EXERCISE BRIEF: Lines to return, exactly: from the line with "#[derive(Debug, Clone, PartialEq, Eq, Serialize, Deserialize)]" to the line with "the rate tables" in the entries below, both included.
————
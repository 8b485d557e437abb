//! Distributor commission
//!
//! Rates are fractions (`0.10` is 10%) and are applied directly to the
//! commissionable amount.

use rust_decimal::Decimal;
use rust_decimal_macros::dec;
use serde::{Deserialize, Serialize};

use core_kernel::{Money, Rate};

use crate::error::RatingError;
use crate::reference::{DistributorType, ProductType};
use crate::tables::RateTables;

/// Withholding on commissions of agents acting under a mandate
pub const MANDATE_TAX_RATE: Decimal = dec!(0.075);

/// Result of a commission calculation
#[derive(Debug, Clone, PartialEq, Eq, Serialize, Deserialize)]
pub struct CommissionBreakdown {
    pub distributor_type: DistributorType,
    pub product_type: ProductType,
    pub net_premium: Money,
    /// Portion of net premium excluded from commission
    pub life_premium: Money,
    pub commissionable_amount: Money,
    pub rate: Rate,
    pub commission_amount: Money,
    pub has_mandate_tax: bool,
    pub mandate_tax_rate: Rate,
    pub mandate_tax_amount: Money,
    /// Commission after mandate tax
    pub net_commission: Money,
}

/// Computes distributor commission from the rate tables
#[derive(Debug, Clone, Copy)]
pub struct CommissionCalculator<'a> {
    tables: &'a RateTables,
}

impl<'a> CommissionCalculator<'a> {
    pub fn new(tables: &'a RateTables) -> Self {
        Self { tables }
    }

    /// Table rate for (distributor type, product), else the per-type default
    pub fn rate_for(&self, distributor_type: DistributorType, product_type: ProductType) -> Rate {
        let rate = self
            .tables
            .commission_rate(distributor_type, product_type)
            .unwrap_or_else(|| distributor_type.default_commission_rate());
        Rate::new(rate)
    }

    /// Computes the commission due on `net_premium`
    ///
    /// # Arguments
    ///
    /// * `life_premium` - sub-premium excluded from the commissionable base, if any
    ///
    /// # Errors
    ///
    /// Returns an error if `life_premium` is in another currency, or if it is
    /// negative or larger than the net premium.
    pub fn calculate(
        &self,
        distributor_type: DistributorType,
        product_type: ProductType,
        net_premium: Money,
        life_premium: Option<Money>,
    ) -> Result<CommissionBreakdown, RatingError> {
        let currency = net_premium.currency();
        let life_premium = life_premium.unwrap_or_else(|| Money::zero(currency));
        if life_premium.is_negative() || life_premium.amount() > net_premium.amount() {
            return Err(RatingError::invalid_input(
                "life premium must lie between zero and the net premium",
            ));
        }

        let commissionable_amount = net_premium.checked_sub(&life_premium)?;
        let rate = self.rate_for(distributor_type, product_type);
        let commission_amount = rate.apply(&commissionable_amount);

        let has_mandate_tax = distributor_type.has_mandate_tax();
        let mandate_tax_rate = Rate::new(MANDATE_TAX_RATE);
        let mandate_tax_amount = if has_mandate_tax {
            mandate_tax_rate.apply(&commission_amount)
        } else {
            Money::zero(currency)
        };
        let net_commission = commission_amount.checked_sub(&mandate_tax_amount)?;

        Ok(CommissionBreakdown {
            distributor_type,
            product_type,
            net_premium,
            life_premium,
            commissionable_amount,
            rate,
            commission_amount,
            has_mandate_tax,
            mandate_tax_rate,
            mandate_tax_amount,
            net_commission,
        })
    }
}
————
SOLUTION TO THIS EXERCISE:
#[derive(Debug, Clone, PartialEq, Eq, Serialize, Deserialize)]
pub struct CommissionBreakdown {
    pub distributor_type: DistributorType,
    pub product_type: ProductType,
    pub net_premium: Money,
    /// Portion of net premium excluded from commission
    pub life_premium: Money,
    pub commissionable_amount: Money,
    pub rate: Rate,
    pub commission_amount: Money,
    pub has_mandate_tax: bool,
    pub mandate_tax_rate: Rate,
    pub mandate_tax_amount: Money,
    /// Commission after mandate tax
    pub net_commission: Money,
}

/// Computes distributor commission from the rate tables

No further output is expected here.